On Fri, Feb 03, 2006 at 11:53:01AM -0500, Nima wrote:

> What basically happens is that once I have more than 150 users
> logged in the response time for a page takes a minute or more which
> is very frustrating for users.  Today we received an email saying
> that the system is simply "shit". I don't know what to do next. All
> I know is that from semester to semester the load is getting higher
> but the frustration as well.

Nima, rrom your description this did it NOT happen recently all at
once, it has been gradually getting worse as you add more users,
right?

It sounds like you're fairly lost and that you have an urgent
performance problem affecting your users.  I don't know just what
dotLRN installation this is, but if you really have 150 "concurrent"
users (whatever that means precisely in this case), then it's probably
one of the big dotLRN installations at a large university somewhere
(ah, from the config file below, "uni-mannheim.de").

I hope that means you also have some sort of support contract with one
of the OpenACS / dotLRN gurus.  If it's not something you can
immediately (like, today) identify and fix, my advice is get them
involved ASAP.  It might be just a simple misconfiguration somewhere,
or it might be something deeper and trickier to fix.  Either way,
having all your users actively angry at you makes it plenty urgent
enough to call in the big guns...

> We have three linux boxes. One for an aolserver with database connection, 
> one for a static aolserver and one for the database.
> 
> The database box never goes above 5-10%. The static server is also not 

That's only cpu load.  You also want to check it's I/O activity.
(Solaris top also shows "I/O wait" percentages but Linux unfortunately
does not.)  On older Linux boxes "iostat 5" was the way to do that.
Newer Linux systems may have different/better ways to do that.

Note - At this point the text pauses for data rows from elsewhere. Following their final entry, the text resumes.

//! Mock implementations of core traits for testing.
//!
//! [`MockSandboxApi`] keeps sandboxes in memory and records every call it
//! receives, so tests can assert on the exact sequence of requests a sandbox
//! handle issues without a running service.

use std::collections::{HashMap, VecDeque};
use std::sync::atomic::{AtomicBool, AtomicUsize, Ordering};
use std::time::Duration;

use parking_lot::Mutex;

use crate::{
    traits::SandboxApi,
    types::{
        CreateSandboxRequest, IPythonCellResult, RunIPythonCellRequest, RunShellCommandRequest,
        Sandbox, ShellCommandResult, ToolOutput,
    },
    Error, Result,
};

// =============================================================================
// Mock Sandbox API
// =============================================================================

/// A call received by [`MockSandboxApi`].
#[derive(Debug, Clone, PartialEq, Eq)]
pub enum ApiCall {
    Create { space: String, name: String },
    Get { space: String, name: String },
    Delete { space: String, name: String },
    RunIPythonCell { space: String, name: String, code: String },
    RunShellCommand { space: String, name: String, command: String },
}

/// Scripted shell reply: what the command "printed" and how it exited.
#[derive(Debug, Clone, PartialEq, Eq)]
pub struct MockShellReply {
    pub stdout: String,
    pub stderr: String,
    pub return_code: i32,
}

/// In-memory stand-in for the sandbox service.
pub struct MockSandboxApi {
    base_url: String,
    sandboxes: Mutex<HashMap<(String, String), Sandbox>>,
    calls: Mutex<Vec<ApiCall>>,
    shell_replies: Mutex<VecDeque<MockShellReply>>,
    healthy: AtomicBool,
    fail_deletes: AtomicBool,
    next_id: AtomicUsize,
    poll_interval: Duration,
}

impl MockSandboxApi {
    pub fn new() -> Self {
        Self {
            base_url: "http://mock.invalid/v1".to_string(),
            sandboxes: Mutex::new(HashMap::new()),
            calls: Mutex::new(Vec::new()),
            shell_replies: Mutex::new(VecDeque::new()),
            healthy: AtomicBool::new(true),
            fail_deletes: AtomicBool::new(false),
            next_id: AtomicUsize::new(0),
            poll_interval: Duration::from_millis(10),
        }
    }

    /// Queue replies for upcoming shell commands, consumed in order.
    pub fn with_shell_replies(self, replies: Vec<MockShellReply>) -> Self {
        self.shell_replies.lock().extend(replies);
        self
    }

    /// Toggle the health endpoint.
    pub fn set_healthy(&self, healthy: bool) {
        self.healthy.store(healthy, Ordering::SeqCst);
    }

    /// Make every delete fail with a server error.
    pub fn set_fail_deletes(&self, fail: bool) {
        self.fail_deletes.store(fail, Ordering::SeqCst);
    }

    /// All calls received so far, in order.
    pub fn calls(&self) -> Vec<ApiCall> {
        self.calls.lock().clone()
    }

    /// Number of calls matching `pred`.
    pub fn count_calls(&self, pred: impl Fn(&ApiCall) -> bool) -> usize {
        self.calls.lock().iter().filter(|c| pred(c)).count()
    }

    /// Number of sandboxes currently stored.
    pub fn sandbox_count(&self) -> usize {
        self.sandboxes.lock().len()
    }

    fn record(&self, call: ApiCall) {
        self.calls.lock().push(call);
    }

    fn require(&self, space: &str, name: &str) -> Result<Sandbox> {
        self.sandboxes
            .lock()
            .get(&(space.to_string(), name.to_string()))
            .cloned()
            .ok_or_else(|| Error::not_found(space, name))
    }
}

impl Default for MockSandboxApi {
    fn default() -> Self {
        Self::new()
    }
}

impl SandboxApi for MockSandboxApi {
    fn base_url(&self) -> &str {
        &self.base_url
    }

    fn check_health(&self) -> bool {
        self.healthy.load(Ordering::SeqCst)
    }

    fn health_poll_interval(&self) -> Duration {
        self.poll_interval
    }

    fn create_sandbox(&self, space: &str, request: &CreateSandboxRequest) -> Result<Sandbox> {
        let name = request.name.clone().unwrap_or_else(|| {
            format!("mock-{}", self.next_id.fetch_add(1, Ordering::SeqCst))
        });
        self.record(ApiCall::Create {
            space: space.to_string(),
            name: name.clone(),
        });

        let mut sandboxes = self.sandboxes.lock();
        let key = (space.to_string(), name.clone());
        if sandboxes.contains_key(&key) {
            return Err(Error::protocol(
                201,
                409,
                format!("sandbox {:?} already exists", name),
            ));
        }
        let sandbox = Sandbox {
            space: space.to_string(),
            name,
            spec: request.spec.clone(),
        };
        sandboxes.insert(key, sandbox.clone());
        Ok(sandbox)
    }

    fn get_sandbox(&self, space: &str, name: &str) -> Result<Sandbox> {
        self.record(ApiCall::Get {
            space: space.to_string(),
            name: name.to_string(),
        });
        self.require(space, name)
    }

    fn delete_sandbox(&self, space: &str, name: &str) -> Result<()> {
        self.record(ApiCall::Delete {
            space: space.to_string(),
            name: name.to_string(),
        });
        if self.fail_deletes.load(Ordering::SeqCst) {
            return Err(Error::protocol(204, 500, "Internal Server Error"));
        }
        match self
            .sandboxes
            .lock()
            .remove(&(space.to_string(), name.to_string()))
        {
            Some(_) => Ok(()),
            None => Err(Error::protocol(
                204,
                404,
                format!("sandbox {:?} not found", name),
            )),
        }
    }

    fn run_ipython_cell(
        &self,
        space: &str,
        name: &str,
        request: &RunIPythonCellRequest,
    ) -> Result<IPythonCellResult> {
        self.record(ApiCall::RunIPythonCell {
            space: space.to_string(),
            name: name.to_string(),
            code: request.code.clone(),
        });
        self.require(space, name)?;

        let echoed = format!("{}\n", request.code);
        let output = if request.split_output {
            ToolOutput::Split {
                stdout: echoed,
                stderr: String::new(),
            }
        } else {
            ToolOutput::Combined { output: echoed }
        };
        Ok(IPythonCellResult { output })
    }

    fn run_shell_command(
        &self,
        space: &str,
        name: &str,
        request: &RunShellCommandRequest,
    ) -> Result<ShellCommandResult> {
        self.record(ApiCall::RunShellCommand {
            space: space.to_string(),
            name: name.to_string(),
            command: request.command.clone(),
        });
        self.require(space, name)?;

        let reply = self
            .shell_replies
            .lock()
            .pop_front()
            .unwrap_or_else(|| MockShellReply {
                stdout: "[mock] command executed\n".to_string(),
                stderr: String::new(),
                return_code: 0,
            });
        let output = if request.split_output {
            ToolOutput::Split {
                stdout: reply.stdout,
                stderr: reply.stderr,
            }
        } else {
            ToolOutput::Combined {
                output: format!("{}{}", reply.stdout, reply.stderr),
            }
        };
        Ok(ShellCommandResult {
            output,
            return_code: reply.return_code,
        })
    }
}

// =============================================================================
// Tests
// =============================================================================

#[cfg(test)]
mod tests {
    use super::*;
    use crate::types::SandboxSpec;

    #[test]
    fn test_mock_assigns_names_and_round_trips() {
        let api = MockSandboxApi::new();
        let spec = SandboxSpec::new("img:v1").with_env("FOO", "bar");
        let created = api
            .create_sandbox("default", &CreateSandboxRequest::new(spec.clone()))
            .unwrap();
        assert!(!created.name.is_empty());

        let fetched = api.get_sandbox("default", &created.name).unwrap();
        assert_eq!(created, fetched);
        assert_eq!(fetched.spec, spec);
    }

    #[test]
    fn test_get_after_delete_is_not_found() {
        let api = MockSandboxApi::new();
        let created = api
            .create_sandbox("default", &CreateSandboxRequest::new(SandboxSpec::new("img")))
            .unwrap();
        api.delete_sandbox("default", &created.name).unwrap();

        let err = api.get_sandbox("default", &created.name).unwrap_err();
        assert!(err.is_not_found());
    }

    #[test]
    fn test_wait_until_healthy_times_out() {
        let api = MockSandboxApi::new();
        api.set_healthy(false);

        let start = std::time::Instant::now();
        let err = api
            .wait_until_healthy(Duration::from_millis(100))
            .unwrap_err();
        assert!(err.is_timeout());
        assert!(start.elapsed() >= Duration::from_millis(100));
    }

    #[test]
    fn test_wait_until_healthy_returns_immediately_when_up() {
        let api = MockSandboxApi::new();
        api.wait_until_healthy(Duration::from_secs(5)).unwrap();
    }

    #[test]
    fn test_scripted_shell_reply_respects_split_flag() {
        let api = MockSandboxApi::new().with_shell_replies(vec![
            MockShellReply {
                stdout: "a\n".into(),
                stderr: "b\n".into(),
                return_code: 3,
            },
            MockShellReply {
                stdout: "a\n".into(),
                stderr: "b\n".into(),
                return_code: 3,
            },
        ]);
        let created = api
            .create_sandbox("default", &CreateSandboxRequest::new(SandboxSpec::new("img")))
            .unwrap();

        let combined = api
            .run_shell_command("default", &created.name, &RunShellCommandRequest::new("x"))
            .unwrap();
        assert_eq!(combined.text(), Some("a\nb\n"));
        assert_eq!(combined.return_code, 3);

        let split = api
            .run_shell_command(
                "default",
                &created.name,
                &RunShellCommandRequest::new("x").split(),
            )
            .unwrap();
        assert_eq!(split.output.as_split(), Some(("a\n", "b\n")));
    }
}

> very busy but the dynamic server can go upt to 99% and a load of 10 and 
> more.

Well, that VERY strongly suggests that the rate limiter is simply
executing all that Tcl code in your AOLserver.  If so, add more
AOLserver boxes, and set up Pound or the like as a front-end server to
split the load between them.  And/or upgrade to a much faster server.

In addition, try to find out what pages are eating up most of the
processing time, and speed them up.  A lot of that processing may be
redundant and/or innefficient.  Some judicious cacheing and/or code
tuning could make a huge difference.

Oh, and a silly question:  What version of Tcl are you using, and did
you compile it with optimization?  You definitely want to be using the
latest Tcl 8.4.x version compiled with either "-g -O2" (my preferecne)
or "-O2".  I don't know how much slower Tcl is if you leave compiler
optimization turned off, but it's probably enough to be very noticable
in your case.  (Make sure AOLserver was also compiled with optization
of course; it re-uses the Tcl build flags.)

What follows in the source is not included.